MATERIAL SUPPLIED section start
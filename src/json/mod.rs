//! Extended JSON value model.
//!
//! Raw JSON text only ever produces the plain variants. The two extended
//! variants, [`Value::Regex`] and [`Value::Matcher`], are created by the
//! directive pipeline and never survive into a rendered response body: they
//! marshal to `null`.

mod matcher;
mod path;

pub use matcher::JsonMatcher;
pub use path::{JsonPath, Segment};

use crate::error::{PathError, ValueError};
use regex::Regex;
use std::collections::BTreeMap;
use std::fmt;
use std::ops::{Deref, DerefMut};

/// A JSON value, extended with compiled patterns.
#[derive(Debug, Clone)]
pub enum Value {
    Null,
    Bool(bool),
    Number(f64),
    String(String),
    Array(Vec<Value>),
    Object(Object),
    /// Compiled `@regexp` directive
    Regex(Regex),
    /// `@json` directive, a partial-match pattern
    Matcher(JsonMatcher),
}

impl Value {
    /// Parse raw JSON bytes. Never yields extended variants.
    pub fn parse(bytes: &[u8]) -> Result<Value, serde_json::Error> {
        let raw: serde_json::Value = serde_json::from_slice(bytes)?;
        Ok(Value::from(raw))
    }

    /// Name of the variant, for diagnostics.
    pub fn type_name(&self) -> &'static str {
        match self {
            Value::Null => "null",
            Value::Bool(_) => "boolean",
            Value::Number(_) => "number",
            Value::String(_) => "string",
            Value::Array(_) => "array",
            Value::Object(_) => "object",
            Value::Regex(_) => "regexp",
            Value::Matcher(_) => "json-matcher",
        }
    }

    pub fn is_null(&self) -> bool {
        matches!(self, Value::Null)
    }

    pub fn as_str(&self) -> Option<&str> {
        match self {
            Value::String(s) => Some(s),
            _ => None,
        }
    }

    pub fn as_object(&self) -> Option<&Object> {
        match self {
            Value::Object(o) => Some(o),
            _ => None,
        }
    }

    pub fn as_array(&self) -> Option<&[Value]> {
        match self {
            Value::Array(a) => Some(a),
            _ => None,
        }
    }

    /// Textual form of any non-null value.
    pub fn to_text(&self, name: &str) -> Result<String, ValueError> {
        match self {
            Value::Null => Err(ValueError::new(name)),
            Value::String(s) => Ok(s.clone()),
            other => Ok(other.to_string()),
        }
    }

    /// Numbers, or strings holding a number.
    pub fn to_number(&self, name: &str) -> Result<f64, ValueError> {
        match self {
            Value::Number(n) => Ok(*n),
            Value::String(s) => s.trim().parse().map_err(|_| ValueError::new(name)),
            _ => Err(ValueError::new(name)),
        }
    }

    pub fn to_boolean(&self, name: &str) -> Result<bool, ValueError> {
        match self {
            Value::Bool(b) => Ok(*b),
            _ => Err(ValueError::new(name)),
        }
    }

    pub fn to_object(&self, name: &str) -> Result<&Object, ValueError> {
        self.as_object().ok_or_else(|| ValueError::new(name))
    }

    pub fn to_array(&self, name: &str) -> Result<&[Value], ValueError> {
        self.as_array().ok_or_else(|| ValueError::new(name))
    }

    /// Wraps a non-array value into a one-element array.
    pub fn into_array(self) -> Vec<Value> {
        match self {
            Value::Array(a) => a,
            other => vec![other],
        }
    }

    /// Look up a nested value.
    pub fn get_path(&self, path: &JsonPath) -> Option<&Value> {
        let mut current = self;
        for segment in path.segments() {
            current = match (segment, current) {
                (Segment::Key(k), Value::Object(o)) => o.get(k)?,
                (Segment::Index(i), Value::Array(a)) => a.get(*i)?,
                _ => return None,
            };
        }
        Some(current)
    }

    /// Plain JSON, with extended variants replaced by `null`.
    pub fn to_json(&self) -> serde_json::Value {
        match self {
            Value::Null | Value::Regex(_) | Value::Matcher(_) => serde_json::Value::Null,
            Value::Bool(b) => serde_json::Value::Bool(*b),
            Value::Number(n) => number_to_json(*n),
            Value::String(s) => serde_json::Value::String(s.clone()),
            Value::Array(a) => serde_json::Value::Array(a.iter().map(Value::to_json).collect()),
            Value::Object(o) => serde_json::Value::Object(
                o.iter().map(|(k, v)| (k.clone(), v.to_json())).collect(),
            ),
        }
    }

    /// Compact JSON encoding.
    pub fn to_bytes(&self) -> Vec<u8> {
        self.to_json().to_string().into_bytes()
    }
}

fn number_to_json(n: f64) -> serde_json::Value {
    if n.fract() == 0.0 && n.abs() < 9.007_199_254_740_992e15 {
        serde_json::Value::from(n as i64)
    } else {
        serde_json::Number::from_f64(n)
            .map(serde_json::Value::Number)
            .unwrap_or(serde_json::Value::Null)
    }
}

/// Canonical textual form of a number: integral values have no fraction.
pub fn format_number(n: f64) -> String {
    if n.fract() == 0.0 && n.abs() < 1e21 {
        format!("{}", n as i128)
    } else {
        format!("{}", n)
    }
}

impl fmt::Display for Value {
    /// Canonical textual form: strings are unquoted, containers are compact JSON.
    fn fmt(&self, f: &mut fmt::Formatter<'_>) -> fmt::Result {
        match self {
            Value::Null => write!(f, "null"),
            Value::Bool(b) => write!(f, "{}", b),
            Value::Number(n) => write!(f, "{}", format_number(*n)),
            Value::String(s) => write!(f, "{}", s),
            Value::Array(_) | Value::Object(_) => write!(f, "{}", self.to_json()),
            Value::Regex(r) => write!(f, "{}", r.as_str()),
            Value::Matcher(m) => write!(f, "{}", m.pattern()),
        }
    }
}

impl PartialEq for Value {
    fn eq(&self, other: &Self) -> bool {
        match (self, other) {
            (Value::Null, Value::Null) => true,
            (Value::Bool(a), Value::Bool(b)) => a == b,
            (Value::Number(a), Value::Number(b)) => a == b,
            (Value::String(a), Value::String(b)) => a == b,
            (Value::Array(a), Value::Array(b)) => a == b,
            (Value::Object(a), Value::Object(b)) => a == b,
            (Value::Regex(a), Value::Regex(b)) => a.as_str() == b.as_str(),
            (Value::Matcher(a), Value::Matcher(b)) => a == b,
            _ => false,
        }
    }
}

impl From<serde_json::Value> for Value {
    fn from(raw: serde_json::Value) -> Self {
        match raw {
            serde_json::Value::Null => Value::Null,
            serde_json::Value::Bool(b) => Value::Bool(b),
            serde_json::Value::Number(n) => Value::Number(n.as_f64().unwrap_or_default()),
            serde_json::Value::String(s) => Value::String(s),
            serde_json::Value::Array(a) => Value::Array(a.into_iter().map(Value::from).collect()),
            serde_json::Value::Object(o) => {
                Value::Object(o.into_iter().map(|(k, v)| (k, Value::from(v))).collect())
            }
        }
    }
}

impl From<&str> for Value {
    fn from(s: &str) -> Self {
        Value::String(s.to_string())
    }
}

impl From<String> for Value {
    fn from(s: String) -> Self {
        Value::String(s)
    }
}

impl From<f64> for Value {
    fn from(n: f64) -> Self {
        Value::Number(n)
    }
}

impl From<bool> for Value {
    fn from(b: bool) -> Self {
        Value::Bool(b)
    }
}

impl From<Object> for Value {
    fn from(o: Object) -> Self {
        Value::Object(o)
    }
}

/// A JSON object; member names are unique and iterate in sorted order.
#[derive(Debug, Clone, Default, PartialEq)]
pub struct Object(BTreeMap<String, Value>);

impl Object {
    pub fn new() -> Self {
        Self::default()
    }

    pub fn has(&self, name: &str) -> bool {
        self.0.contains_key(name)
    }

    /// Member value, `Null` when absent.
    pub fn value(&self, name: &str) -> &Value {
        static NULL: Value = Value::Null;
        self.0.get(name).unwrap_or(&NULL)
    }

    pub fn get_text(&self, name: &str) -> Result<String, ValueError> {
        self.value(name).to_text(name)
    }

    pub fn get_number(&self, name: &str) -> Result<f64, ValueError> {
        self.value(name).to_number(name)
    }

    pub fn get_object(&self, name: &str) -> Result<&Object, ValueError> {
        self.value(name).to_object(name)
    }

    pub fn get_array(&self, name: &str) -> Result<&[Value], ValueError> {
        self.value(name).to_array(name)
    }

    /// Returns a copy of this object with `value` stored at `path`.
    ///
    /// Missing intermediate objects and arrays are created on demand; arrays
    /// are padded with `null`. The receiver is left untouched.
    pub fn set_by_path(&self, path: &JsonPath, value: Value) -> Result<Object, PathError> {
        let root = Value::Object(self.clone());
        match set_in(root, path.segments(), value, path)? {
            Value::Object(o) => Ok(o),
            _ => Err(PathError::Conflict {
                path: path.to_string(),
                reason: "the root must remain an object",
            }),
        }
    }

    pub fn get_by_path(&self, path: &JsonPath) -> Option<&Value> {
        let (first, rest) = path.segments().split_first()?;
        let Segment::Key(key) = first else {
            return None;
        };
        self.get(key)?.get_path(&JsonPath::from_segments(rest.to_vec()))
    }
}

fn set_in(
    current: Value,
    segments: &[Segment],
    value: Value,
    full: &JsonPath,
) -> Result<Value, PathError> {
    let Some((segment, rest)) = segments.split_first() else {
        return Ok(value);
    };

    match segment {
        Segment::Key(key) => {
            let mut object = match current {
                Value::Object(o) => o,
                Value::Null => Object::new(),
                _ => {
                    return Err(PathError::Conflict {
                        path: full.to_string(),
                        reason: "a name segment requires an object",
                    })
                }
            };
            let child = object.remove(key).unwrap_or(Value::Null);
            object.insert(key.clone(), set_in(child, rest, value, full)?);
            Ok(Value::Object(object))
        }
        Segment::Index(idx) => {
            let mut array = match current {
                Value::Array(a) => a,
                Value::Null => Vec::new(),
                _ => {
                    return Err(PathError::Conflict {
                        path: full.to_string(),
                        reason: "an index segment requires an array",
                    })
                }
            };
            if array.len() <= *idx {
                array.resize(idx + 1, Value::Null);
            }
            let child = std::mem::replace(&mut array[*idx], Value::Null);
            array[*idx] = set_in(child, rest, value, full)?;
            Ok(Value::Array(array))
        }
    }
}

impl Deref for Object {
    type Target = BTreeMap<String, Value>;

    fn deref(&self) -> &Self::Target {
        &self.0
    }
}

impl DerefMut for Object {
    fn deref_mut(&mut self) -> &mut Self::Target {
        &mut self.0
    }
}

impl FromIterator<(String, Value)> for Object {
    fn from_iter<I: IntoIterator<Item = (String, Value)>>(iter: I) -> Self {
        Object(iter.into_iter().collect())
    }
}

impl IntoIterator for Object {
    type Item = (String, Value);
    type IntoIter = std::collections::btree_map::IntoIter<String, Value>;

    fn into_iter(self) -> Self::IntoIter {
        self.0.into_iter()
    }
}

impl<'a> IntoIterator for &'a Object {
    type Item = (&'a String, &'a Value);
    type IntoIter = std::collections::btree_map::Iter<'a, String, Value>;

    fn into_iter(self) -> Self::IntoIter {
        self.0.iter()
    }
}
MATERIAL SUPPLIED section end
▶ **ACTIVITY**
Reproduce precisely, and with no line left out, each line from the top of the entries through the line that carries "use regex::Regex;".

▶ **ANSWER FOR THIS EXERCISE**
filename src/json/mod.rs
//! Extended JSON value model.
//!
//! Raw JSON text only ever produces the plain variants. The two extended
//! variants, [`Value::Regex`] and [`Value::Matcher`], are created by the
//! directive pipeline and never survive into a rendered response body: they
//! marshal to `null`.

mod matcher;
mod path;

pub use matcher::JsonMatcher;
pub use path::{JsonPath, Segment};

use crate::error::{PathError, ValueError};
use regex::Regex;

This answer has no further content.